● TASK PROMPT: Restate the entries below verbatim.

● RECORD EXTRACTS:
[Start of section]

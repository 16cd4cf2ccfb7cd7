//! Retry policy shared by the download queue and the post scheduler.
//!
//! Implements capped exponential backoff. The policy is a pure function of
//! the attempt count, so the same failure history always yields the same
//! schedule.

use crate::config::RetrySettings;

#[derive(Debug, Clone, PartialEq)]
pub struct RetryPolicy {
    /// Attempts allowed before permanent failure.
    pub max_attempts: u32,
    /// Delay after the first failed attempt.
    pub initial_backoff_secs: u64,
    /// Ceiling for exponential growth.
    pub max_backoff_secs: u64,
    pub backoff_multiplier: f64,
}

impl RetryPolicy {
    pub fn new(settings: &RetrySettings) -> Self {
        Self {
            max_attempts: settings.max_attempts,
            initial_backoff_secs: settings.initial_backoff_secs,
            max_backoff_secs: settings.max_backoff_secs,
            backoff_multiplier: settings.backoff_multiplier,
        }
    }

    /// Whether a job that has failed `attempts` times gets another try.
    pub fn should_retry(&self, attempts: u32) -> bool {
        attempts < self.max_attempts
    }

    /// Seconds to wait before the next attempt, given `attempts` failures so
    /// far: `initial * multiplier^(attempts - 1)`, capped at `max_backoff_secs`.
    /// Zero failures means no wait.
    pub fn backoff_secs(&self, attempts: u32) -> u64 {
        if attempts == 0 {
            return 0;
        }
        let exponent = (attempts - 1).min(i32::MAX as u32) as i32;
        let backoff = self.initial_backoff_secs as f64 * self.backoff_multiplier.powi(exponent);
        if !backoff.is_finite() || backoff >= self.max_backoff_secs as f64 {
            self.max_backoff_secs
        } else {
            backoff as u64
        }
    }

    /// Unix timestamp of the next attempt.
    pub fn next_attempt_at(&self, now: i64, attempts: u32) -> i64 {
        now.saturating_add(self.backoff_secs(attempts) as i64)
    }
}

impl Default for RetryPolicy {
    fn default() -> Self {
        Self {
            max_attempts: 3,
            initial_backoff_secs: 30,
            max_backoff_secs: 3600,
            backoff_multiplier: 2.0,
        }
    }
}
//! Repost pipeline engine library
//!
//! This library exposes the internal modules for testing and potential reuse.

pub mod background_jobs;
pub mod clock;
pub mod config;
pub mod download_queue;
pub mod error;
pub mod events;
pub mod pipeline_store;
pub mod post_scheduler;
pub mod retry_policy;
pub mod server;
pub mod sqlite_persistence;
pub mod storage;

// Re-export commonly used types for convenience
pub use background_jobs::{create_coordinator, CoordinatorHandle, PipelineComponents};
pub use clock::{Clock, ManualClock, SystemClock};
pub use error::{PipelineError, PipelineResult};
pub use pipeline_store::{FullPipelineStore, SqlitePipelineStore};
pub use server::run_server;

[End of section]

● RESULT OF THIS EXERCISE:
repository 16cd4cf2ccfb7cd7
//! Retry policy shared by the download queue and the post scheduler.
//!
//! Implements capped exponential backoff. The policy is a pure function of
//! the attempt count, so the same failure history always yields the same
//! schedule.

use crate::config::RetrySettings;

#[derive(Debug, Clone, PartialEq)]
pub struct RetryPolicy {
    /// Attempts allowed before permanent failure.
    pub max_attempts: u32,
    /// Delay after the first failed attempt.
    pub initial_backoff_secs: u64,
    /// Ceiling for exponential growth.
    pub max_backoff_secs: u64,
    pub backoff_multiplier: f64,
}

impl RetryPolicy {
    pub fn new(settings: &RetrySettings) -> Self {
        Self {
            max_attempts: settings.max_attempts,
            initial_backoff_secs: settings.initial_backoff_secs,
            max_backoff_secs: settings.max_backoff_secs,
            backoff_multiplier: settings.backoff_multiplier,
        }
    }

    /// Whether a job that has failed `attempts` times gets another try.
    pub fn should_retry(&self, attempts: u32) -> bool {
        attempts < self.max_attempts
    }

    /// Seconds to wait before the next attempt, given `attempts` failures so
    /// far: `initial * multiplier^(attempts - 1)`, capped at `max_backoff_secs`.
    /// Zero failures means no wait.
    pub fn backoff_secs(&self, attempts: u32) -> u64 {
        if attempts == 0 {
            return 0;
        }
        let exponent = (attempts - 1).min(i32::MAX as u32) as i32;
        let backoff = self.initial_backoff_secs as f64 * self.backoff_multiplier.powi(exponent);
        if !backoff.is_finite() || backoff >= self.max_backoff_secs as f64 {
            self.max_backoff_secs
        } else {
            backoff as u64
        }
    }

    /// Unix timestamp of the next attempt.
    pub fn next_attempt_at(&self, now: i64, attempts: u32) -> i64 {
        now.saturating_add(self.backoff_secs(attempts) as i64)
    }
}

impl Default for RetryPolicy {
    fn default() -> Self {
        Self {
            max_attempts: 3,
            initial_backoff_secs: 30,
            max_backoff_secs: 3600,
            backoff_multiplier: 2.0,
        }
    }
}
//! Repost pipeline engine library
//!
//! This library exposes the internal modules for testing and potential reuse.

pub mod background_jobs;
pub mod clock;
pub mod config;
pub mod download_queue;
pub mod error;
pub mod events;
pub mod pipeline_store;
pub mod post_scheduler;
pub mod retry_policy;
pub mod server;
pub mod sqlite_persistence;
pub mod storage;

// Re-export commonly used types for convenience
pub use background_jobs::{create_coordinator, CoordinatorHandle, PipelineComponents};
pub use clock::{Clock, ManualClock, SystemClock};
pub use error::{PipelineError, PipelineResult};
pub use pipeline_store::{FullPipelineStore, SqlitePipelineStore};
pub use server::run_server;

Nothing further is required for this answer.